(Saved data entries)
_ _ _ _ _ _ _
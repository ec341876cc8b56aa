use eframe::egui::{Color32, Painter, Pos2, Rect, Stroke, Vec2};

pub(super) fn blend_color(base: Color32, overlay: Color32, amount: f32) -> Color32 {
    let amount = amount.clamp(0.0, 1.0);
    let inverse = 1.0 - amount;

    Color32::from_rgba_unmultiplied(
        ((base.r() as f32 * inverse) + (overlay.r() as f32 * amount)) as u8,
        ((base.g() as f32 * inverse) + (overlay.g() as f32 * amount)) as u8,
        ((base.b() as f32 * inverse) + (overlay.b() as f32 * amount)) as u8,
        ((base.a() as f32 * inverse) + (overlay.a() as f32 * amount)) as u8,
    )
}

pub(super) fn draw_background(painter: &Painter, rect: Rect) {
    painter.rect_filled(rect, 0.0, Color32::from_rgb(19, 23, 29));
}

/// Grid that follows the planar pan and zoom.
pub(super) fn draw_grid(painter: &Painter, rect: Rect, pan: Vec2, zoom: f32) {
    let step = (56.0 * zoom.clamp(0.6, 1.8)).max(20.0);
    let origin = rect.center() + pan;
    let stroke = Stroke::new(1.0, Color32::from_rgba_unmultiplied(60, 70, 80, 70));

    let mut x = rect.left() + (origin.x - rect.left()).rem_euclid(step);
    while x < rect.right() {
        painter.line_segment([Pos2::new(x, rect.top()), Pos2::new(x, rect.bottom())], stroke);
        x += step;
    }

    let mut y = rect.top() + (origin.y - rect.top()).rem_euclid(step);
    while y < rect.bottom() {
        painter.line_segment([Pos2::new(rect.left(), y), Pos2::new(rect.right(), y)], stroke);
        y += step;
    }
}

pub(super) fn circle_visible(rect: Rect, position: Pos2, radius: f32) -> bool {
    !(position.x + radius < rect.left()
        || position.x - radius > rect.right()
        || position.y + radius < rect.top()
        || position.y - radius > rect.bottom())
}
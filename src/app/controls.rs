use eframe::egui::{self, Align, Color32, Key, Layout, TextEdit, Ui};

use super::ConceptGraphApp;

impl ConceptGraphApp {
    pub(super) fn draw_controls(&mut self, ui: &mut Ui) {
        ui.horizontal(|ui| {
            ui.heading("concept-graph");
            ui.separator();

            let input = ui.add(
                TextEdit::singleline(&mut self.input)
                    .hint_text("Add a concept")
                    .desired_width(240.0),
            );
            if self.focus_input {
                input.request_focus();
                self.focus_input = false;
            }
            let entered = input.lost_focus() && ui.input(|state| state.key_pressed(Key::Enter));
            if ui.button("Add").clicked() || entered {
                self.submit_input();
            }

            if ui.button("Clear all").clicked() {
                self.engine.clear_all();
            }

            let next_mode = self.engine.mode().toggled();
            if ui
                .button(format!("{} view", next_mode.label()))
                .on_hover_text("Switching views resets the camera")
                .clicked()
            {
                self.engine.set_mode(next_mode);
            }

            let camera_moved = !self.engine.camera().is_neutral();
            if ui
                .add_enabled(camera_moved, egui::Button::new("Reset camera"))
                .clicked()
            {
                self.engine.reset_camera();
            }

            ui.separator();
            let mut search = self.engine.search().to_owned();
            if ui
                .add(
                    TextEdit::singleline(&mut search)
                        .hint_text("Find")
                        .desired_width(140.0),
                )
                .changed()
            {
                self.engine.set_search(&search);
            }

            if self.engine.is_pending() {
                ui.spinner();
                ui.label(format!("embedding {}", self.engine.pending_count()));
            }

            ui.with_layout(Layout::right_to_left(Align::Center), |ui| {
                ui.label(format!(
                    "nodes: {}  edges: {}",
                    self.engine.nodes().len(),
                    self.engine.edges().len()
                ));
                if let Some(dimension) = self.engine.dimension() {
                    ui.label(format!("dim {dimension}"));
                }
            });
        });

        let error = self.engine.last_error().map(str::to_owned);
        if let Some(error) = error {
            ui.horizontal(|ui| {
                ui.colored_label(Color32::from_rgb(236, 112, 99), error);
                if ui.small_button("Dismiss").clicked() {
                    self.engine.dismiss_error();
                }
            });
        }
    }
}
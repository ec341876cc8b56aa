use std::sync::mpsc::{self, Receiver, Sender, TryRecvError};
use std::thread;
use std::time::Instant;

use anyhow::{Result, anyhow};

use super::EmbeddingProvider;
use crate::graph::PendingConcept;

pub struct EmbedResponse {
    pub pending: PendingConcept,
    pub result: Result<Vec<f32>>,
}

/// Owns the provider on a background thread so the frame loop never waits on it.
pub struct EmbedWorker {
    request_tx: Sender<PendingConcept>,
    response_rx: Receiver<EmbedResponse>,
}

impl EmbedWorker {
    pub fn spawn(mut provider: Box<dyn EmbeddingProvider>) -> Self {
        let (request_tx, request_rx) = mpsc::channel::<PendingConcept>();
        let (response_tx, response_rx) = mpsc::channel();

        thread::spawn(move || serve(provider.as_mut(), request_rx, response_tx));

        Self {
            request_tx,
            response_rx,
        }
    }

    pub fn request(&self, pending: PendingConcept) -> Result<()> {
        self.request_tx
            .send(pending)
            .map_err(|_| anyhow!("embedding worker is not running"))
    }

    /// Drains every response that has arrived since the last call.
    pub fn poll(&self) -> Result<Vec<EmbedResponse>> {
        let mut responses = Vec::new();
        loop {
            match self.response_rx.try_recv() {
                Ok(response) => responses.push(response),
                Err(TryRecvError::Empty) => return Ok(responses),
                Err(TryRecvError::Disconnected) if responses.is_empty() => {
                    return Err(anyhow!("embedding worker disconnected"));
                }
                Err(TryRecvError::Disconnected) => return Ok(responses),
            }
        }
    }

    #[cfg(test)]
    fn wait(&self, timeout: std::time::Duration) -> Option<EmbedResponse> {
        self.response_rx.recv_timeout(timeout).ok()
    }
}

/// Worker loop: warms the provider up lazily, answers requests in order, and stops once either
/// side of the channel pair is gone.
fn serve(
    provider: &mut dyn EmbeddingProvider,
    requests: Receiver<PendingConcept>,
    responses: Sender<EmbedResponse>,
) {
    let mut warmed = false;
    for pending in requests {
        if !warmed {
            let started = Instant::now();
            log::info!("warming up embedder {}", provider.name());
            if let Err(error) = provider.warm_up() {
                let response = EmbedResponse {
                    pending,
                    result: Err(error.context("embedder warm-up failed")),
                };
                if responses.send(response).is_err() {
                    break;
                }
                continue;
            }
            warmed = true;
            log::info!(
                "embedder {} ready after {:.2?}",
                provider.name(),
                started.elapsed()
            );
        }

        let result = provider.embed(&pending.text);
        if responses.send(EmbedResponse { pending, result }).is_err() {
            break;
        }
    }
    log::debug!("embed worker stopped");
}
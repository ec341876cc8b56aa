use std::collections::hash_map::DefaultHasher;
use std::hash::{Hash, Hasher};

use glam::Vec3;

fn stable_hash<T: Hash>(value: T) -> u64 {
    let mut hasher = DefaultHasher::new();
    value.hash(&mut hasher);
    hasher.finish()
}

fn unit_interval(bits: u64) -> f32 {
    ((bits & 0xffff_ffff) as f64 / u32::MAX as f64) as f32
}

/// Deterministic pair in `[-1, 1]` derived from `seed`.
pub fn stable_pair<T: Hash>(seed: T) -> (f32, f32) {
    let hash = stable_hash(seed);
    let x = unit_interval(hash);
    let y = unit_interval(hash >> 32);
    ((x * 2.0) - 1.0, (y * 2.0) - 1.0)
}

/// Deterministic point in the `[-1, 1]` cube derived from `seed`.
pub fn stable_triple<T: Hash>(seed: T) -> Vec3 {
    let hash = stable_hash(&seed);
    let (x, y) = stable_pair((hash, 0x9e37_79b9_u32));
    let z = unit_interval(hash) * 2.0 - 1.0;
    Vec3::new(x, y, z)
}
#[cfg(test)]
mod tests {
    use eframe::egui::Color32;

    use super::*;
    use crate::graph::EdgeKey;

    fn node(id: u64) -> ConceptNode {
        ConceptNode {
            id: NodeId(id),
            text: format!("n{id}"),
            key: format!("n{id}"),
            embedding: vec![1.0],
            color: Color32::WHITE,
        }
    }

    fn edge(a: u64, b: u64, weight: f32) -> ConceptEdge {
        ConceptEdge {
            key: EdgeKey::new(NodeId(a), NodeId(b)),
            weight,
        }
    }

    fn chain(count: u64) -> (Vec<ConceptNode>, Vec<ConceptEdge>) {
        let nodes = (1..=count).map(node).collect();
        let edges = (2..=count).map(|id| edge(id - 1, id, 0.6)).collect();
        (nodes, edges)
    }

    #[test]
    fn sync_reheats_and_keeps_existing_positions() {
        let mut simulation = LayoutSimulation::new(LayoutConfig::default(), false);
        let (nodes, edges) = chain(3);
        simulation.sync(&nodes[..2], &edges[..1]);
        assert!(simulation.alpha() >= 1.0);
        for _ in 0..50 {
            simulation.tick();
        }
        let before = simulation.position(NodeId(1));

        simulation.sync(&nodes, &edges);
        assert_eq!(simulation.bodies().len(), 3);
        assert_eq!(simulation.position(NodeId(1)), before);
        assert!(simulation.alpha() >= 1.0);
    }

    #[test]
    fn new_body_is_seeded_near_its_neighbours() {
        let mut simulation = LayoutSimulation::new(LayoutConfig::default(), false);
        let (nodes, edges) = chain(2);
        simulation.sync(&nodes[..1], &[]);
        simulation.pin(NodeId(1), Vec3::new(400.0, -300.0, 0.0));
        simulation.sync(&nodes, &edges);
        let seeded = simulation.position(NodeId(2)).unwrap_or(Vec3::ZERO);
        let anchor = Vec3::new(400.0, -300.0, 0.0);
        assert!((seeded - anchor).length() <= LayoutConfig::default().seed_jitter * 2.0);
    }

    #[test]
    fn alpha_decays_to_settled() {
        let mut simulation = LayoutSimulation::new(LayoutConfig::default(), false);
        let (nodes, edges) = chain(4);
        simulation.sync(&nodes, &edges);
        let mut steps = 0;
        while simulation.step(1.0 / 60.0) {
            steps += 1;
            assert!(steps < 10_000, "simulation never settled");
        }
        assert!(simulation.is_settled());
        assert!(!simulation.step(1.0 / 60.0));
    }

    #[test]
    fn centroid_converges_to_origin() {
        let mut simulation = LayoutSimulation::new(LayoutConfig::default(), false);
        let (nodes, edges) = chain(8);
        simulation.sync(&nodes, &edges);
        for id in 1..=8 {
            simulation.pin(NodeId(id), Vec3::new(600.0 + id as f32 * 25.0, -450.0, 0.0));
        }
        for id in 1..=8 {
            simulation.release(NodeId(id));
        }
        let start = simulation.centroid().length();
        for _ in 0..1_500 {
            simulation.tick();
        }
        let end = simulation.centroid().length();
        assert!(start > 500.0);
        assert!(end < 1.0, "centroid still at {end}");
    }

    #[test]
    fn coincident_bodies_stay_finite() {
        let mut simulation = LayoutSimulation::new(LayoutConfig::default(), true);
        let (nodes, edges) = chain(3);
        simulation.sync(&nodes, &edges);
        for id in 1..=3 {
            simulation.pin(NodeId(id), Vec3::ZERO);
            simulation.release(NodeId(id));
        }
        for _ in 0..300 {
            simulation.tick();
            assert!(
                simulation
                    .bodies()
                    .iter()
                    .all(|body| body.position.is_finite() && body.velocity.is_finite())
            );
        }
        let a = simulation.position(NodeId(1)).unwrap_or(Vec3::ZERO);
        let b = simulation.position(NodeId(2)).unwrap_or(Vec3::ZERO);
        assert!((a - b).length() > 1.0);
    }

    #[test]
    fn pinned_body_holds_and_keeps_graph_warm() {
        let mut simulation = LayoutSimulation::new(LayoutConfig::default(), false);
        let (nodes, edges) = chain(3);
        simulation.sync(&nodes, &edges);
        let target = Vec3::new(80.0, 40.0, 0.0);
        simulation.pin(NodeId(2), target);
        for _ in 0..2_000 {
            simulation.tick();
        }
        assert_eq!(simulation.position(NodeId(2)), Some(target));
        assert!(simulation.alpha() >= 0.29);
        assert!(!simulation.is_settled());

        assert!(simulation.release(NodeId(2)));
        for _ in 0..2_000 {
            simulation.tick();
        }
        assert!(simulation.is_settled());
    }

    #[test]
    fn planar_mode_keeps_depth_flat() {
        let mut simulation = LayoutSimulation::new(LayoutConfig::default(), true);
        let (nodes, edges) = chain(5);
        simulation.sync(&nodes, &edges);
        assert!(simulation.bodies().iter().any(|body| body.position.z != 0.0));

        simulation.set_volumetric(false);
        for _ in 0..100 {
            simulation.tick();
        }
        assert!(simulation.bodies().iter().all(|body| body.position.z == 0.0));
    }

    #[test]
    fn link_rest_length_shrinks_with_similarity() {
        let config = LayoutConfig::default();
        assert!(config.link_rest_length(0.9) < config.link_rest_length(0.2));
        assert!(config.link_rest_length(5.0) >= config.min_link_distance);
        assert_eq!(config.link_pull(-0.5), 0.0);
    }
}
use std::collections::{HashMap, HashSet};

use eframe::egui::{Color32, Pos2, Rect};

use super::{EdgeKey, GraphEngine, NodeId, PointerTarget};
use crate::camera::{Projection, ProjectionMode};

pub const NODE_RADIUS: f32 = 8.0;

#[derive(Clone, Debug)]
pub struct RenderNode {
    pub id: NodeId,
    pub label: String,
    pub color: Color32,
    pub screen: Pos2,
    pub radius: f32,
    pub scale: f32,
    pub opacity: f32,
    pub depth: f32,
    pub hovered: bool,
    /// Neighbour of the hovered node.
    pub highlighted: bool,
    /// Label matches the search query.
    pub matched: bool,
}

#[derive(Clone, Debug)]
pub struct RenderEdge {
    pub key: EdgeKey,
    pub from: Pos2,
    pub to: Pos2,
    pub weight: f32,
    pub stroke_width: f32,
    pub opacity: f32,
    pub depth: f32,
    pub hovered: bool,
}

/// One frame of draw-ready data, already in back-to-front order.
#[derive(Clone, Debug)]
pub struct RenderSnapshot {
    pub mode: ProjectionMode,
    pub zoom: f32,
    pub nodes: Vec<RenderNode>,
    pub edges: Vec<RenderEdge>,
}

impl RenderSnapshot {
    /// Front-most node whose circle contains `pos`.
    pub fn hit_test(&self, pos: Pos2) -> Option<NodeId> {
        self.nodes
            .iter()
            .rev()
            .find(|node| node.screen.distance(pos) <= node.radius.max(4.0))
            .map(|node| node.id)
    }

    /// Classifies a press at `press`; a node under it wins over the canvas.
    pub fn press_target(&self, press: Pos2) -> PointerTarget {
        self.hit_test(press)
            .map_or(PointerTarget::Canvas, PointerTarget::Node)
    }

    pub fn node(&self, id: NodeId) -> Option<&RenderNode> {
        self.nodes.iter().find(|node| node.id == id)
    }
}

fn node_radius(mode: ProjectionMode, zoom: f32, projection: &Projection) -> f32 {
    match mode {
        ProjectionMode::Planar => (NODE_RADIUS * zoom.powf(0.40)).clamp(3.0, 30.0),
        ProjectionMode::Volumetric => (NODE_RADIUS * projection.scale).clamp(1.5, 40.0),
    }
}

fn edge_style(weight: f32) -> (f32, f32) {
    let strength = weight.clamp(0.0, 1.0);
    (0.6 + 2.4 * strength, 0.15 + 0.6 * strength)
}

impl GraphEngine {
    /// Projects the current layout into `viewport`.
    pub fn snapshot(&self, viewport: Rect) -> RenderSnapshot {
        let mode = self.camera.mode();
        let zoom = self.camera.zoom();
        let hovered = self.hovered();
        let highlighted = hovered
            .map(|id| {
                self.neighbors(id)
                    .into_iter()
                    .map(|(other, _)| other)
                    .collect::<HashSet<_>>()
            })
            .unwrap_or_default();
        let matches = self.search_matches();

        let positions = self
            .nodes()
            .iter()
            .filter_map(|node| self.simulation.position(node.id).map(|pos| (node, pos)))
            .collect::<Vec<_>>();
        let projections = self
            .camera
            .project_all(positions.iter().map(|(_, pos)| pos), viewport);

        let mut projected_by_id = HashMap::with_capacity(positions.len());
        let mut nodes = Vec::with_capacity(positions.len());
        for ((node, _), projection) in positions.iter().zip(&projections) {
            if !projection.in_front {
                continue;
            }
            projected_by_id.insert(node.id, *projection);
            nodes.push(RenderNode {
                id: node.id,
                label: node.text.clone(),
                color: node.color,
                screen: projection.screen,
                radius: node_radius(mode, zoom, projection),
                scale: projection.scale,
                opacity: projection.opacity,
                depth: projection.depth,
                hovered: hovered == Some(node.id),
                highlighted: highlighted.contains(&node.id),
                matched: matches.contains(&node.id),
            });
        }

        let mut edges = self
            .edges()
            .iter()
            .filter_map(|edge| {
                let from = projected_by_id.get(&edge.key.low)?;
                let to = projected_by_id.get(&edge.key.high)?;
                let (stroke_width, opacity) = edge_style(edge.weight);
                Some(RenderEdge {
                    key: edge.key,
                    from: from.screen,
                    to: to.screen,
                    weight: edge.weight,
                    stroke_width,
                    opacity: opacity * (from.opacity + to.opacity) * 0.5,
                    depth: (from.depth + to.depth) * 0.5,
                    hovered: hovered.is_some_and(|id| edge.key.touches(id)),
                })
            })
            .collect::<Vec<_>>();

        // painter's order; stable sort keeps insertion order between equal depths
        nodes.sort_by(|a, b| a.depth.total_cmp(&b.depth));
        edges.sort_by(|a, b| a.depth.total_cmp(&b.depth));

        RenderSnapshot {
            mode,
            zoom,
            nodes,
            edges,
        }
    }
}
_ _ _ _ _ _ _
Prompt:
Search the entries above for "Instant". Return every line that has it.

Problem solution:
use std::time::Instant;
            let started = Instant::now();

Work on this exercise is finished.